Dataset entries
----

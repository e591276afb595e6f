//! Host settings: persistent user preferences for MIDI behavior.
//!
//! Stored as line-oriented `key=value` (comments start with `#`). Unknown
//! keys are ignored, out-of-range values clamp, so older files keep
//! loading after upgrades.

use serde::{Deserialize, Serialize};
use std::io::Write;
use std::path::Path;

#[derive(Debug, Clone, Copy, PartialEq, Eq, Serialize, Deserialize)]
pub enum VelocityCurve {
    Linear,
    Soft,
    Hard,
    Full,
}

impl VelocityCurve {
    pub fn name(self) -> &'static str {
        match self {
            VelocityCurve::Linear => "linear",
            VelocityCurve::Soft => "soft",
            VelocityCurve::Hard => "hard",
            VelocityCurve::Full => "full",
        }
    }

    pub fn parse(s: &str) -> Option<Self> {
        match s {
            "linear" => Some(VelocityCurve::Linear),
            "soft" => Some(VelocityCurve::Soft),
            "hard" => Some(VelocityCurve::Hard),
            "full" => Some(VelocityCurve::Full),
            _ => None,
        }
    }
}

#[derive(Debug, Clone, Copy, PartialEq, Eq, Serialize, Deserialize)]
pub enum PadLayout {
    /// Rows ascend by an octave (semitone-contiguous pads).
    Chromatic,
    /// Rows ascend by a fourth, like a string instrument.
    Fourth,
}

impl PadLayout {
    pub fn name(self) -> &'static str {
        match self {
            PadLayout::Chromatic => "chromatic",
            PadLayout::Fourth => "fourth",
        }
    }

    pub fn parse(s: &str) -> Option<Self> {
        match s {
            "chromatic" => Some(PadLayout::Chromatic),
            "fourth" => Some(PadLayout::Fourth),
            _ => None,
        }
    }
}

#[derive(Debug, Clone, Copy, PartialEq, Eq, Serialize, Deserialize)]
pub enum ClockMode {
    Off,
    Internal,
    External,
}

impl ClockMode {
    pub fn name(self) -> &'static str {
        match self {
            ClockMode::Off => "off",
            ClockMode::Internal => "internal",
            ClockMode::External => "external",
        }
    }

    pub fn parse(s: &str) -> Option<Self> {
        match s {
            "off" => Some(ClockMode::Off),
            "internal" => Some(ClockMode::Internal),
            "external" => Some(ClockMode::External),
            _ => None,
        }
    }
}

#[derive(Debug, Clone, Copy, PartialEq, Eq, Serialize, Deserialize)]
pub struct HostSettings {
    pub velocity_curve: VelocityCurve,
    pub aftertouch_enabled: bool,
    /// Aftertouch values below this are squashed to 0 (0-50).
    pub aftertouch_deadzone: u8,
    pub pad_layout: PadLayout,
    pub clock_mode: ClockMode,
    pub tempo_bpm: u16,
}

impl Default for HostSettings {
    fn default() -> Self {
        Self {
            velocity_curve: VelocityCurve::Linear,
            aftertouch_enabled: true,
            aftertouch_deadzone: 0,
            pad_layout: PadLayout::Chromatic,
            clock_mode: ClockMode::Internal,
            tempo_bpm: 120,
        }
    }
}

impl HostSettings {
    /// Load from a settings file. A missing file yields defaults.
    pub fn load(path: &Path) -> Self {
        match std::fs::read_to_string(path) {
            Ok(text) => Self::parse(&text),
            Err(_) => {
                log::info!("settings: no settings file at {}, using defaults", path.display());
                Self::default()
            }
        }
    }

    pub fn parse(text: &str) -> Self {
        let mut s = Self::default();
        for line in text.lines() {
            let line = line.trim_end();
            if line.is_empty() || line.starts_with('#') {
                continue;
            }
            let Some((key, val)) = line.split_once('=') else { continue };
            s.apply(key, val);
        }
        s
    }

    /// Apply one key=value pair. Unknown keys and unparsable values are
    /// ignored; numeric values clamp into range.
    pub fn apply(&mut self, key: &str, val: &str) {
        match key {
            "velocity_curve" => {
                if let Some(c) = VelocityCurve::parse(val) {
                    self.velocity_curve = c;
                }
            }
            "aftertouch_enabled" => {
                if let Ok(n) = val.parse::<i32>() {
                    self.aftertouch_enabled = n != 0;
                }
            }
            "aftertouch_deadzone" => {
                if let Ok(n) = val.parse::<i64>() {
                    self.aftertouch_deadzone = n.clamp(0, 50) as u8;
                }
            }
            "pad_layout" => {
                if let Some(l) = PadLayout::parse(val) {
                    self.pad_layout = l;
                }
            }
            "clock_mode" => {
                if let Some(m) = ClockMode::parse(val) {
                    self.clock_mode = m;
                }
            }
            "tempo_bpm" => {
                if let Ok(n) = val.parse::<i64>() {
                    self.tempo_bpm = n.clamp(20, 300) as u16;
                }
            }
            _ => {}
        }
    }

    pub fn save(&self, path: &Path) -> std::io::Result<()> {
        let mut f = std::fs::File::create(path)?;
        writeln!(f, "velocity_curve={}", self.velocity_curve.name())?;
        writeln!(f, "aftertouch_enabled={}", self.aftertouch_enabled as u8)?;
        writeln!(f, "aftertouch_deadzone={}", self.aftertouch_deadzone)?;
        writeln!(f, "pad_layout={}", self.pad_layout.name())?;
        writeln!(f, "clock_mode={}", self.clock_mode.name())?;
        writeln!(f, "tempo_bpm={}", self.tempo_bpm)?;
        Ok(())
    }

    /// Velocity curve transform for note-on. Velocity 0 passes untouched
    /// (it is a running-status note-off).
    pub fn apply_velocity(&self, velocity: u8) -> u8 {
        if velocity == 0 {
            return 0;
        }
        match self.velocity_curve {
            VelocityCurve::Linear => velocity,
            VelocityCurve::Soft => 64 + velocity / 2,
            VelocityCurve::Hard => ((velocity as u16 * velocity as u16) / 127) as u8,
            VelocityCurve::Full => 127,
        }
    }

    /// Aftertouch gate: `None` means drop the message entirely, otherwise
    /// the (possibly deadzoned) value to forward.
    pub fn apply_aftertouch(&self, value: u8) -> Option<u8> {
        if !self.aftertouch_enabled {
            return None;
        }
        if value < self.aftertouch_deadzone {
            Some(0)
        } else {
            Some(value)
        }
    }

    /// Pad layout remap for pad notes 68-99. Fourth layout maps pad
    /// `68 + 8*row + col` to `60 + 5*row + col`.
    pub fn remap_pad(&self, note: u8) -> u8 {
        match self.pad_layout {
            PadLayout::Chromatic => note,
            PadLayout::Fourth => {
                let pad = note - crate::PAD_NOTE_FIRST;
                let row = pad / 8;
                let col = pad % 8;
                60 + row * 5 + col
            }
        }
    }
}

----

▶ TASK BRIEF
Show every line from the entries above in which the word "values" appears.

▶ SOLUTION BELOW
//! keys are ignored, out-of-range values clamp, so older files keep
    /// Aftertouch values below this are squashed to 0 (0-50).
    /// Apply one key=value pair. Unknown keys and unparsable values are
    /// ignored; numeric values clamp into range.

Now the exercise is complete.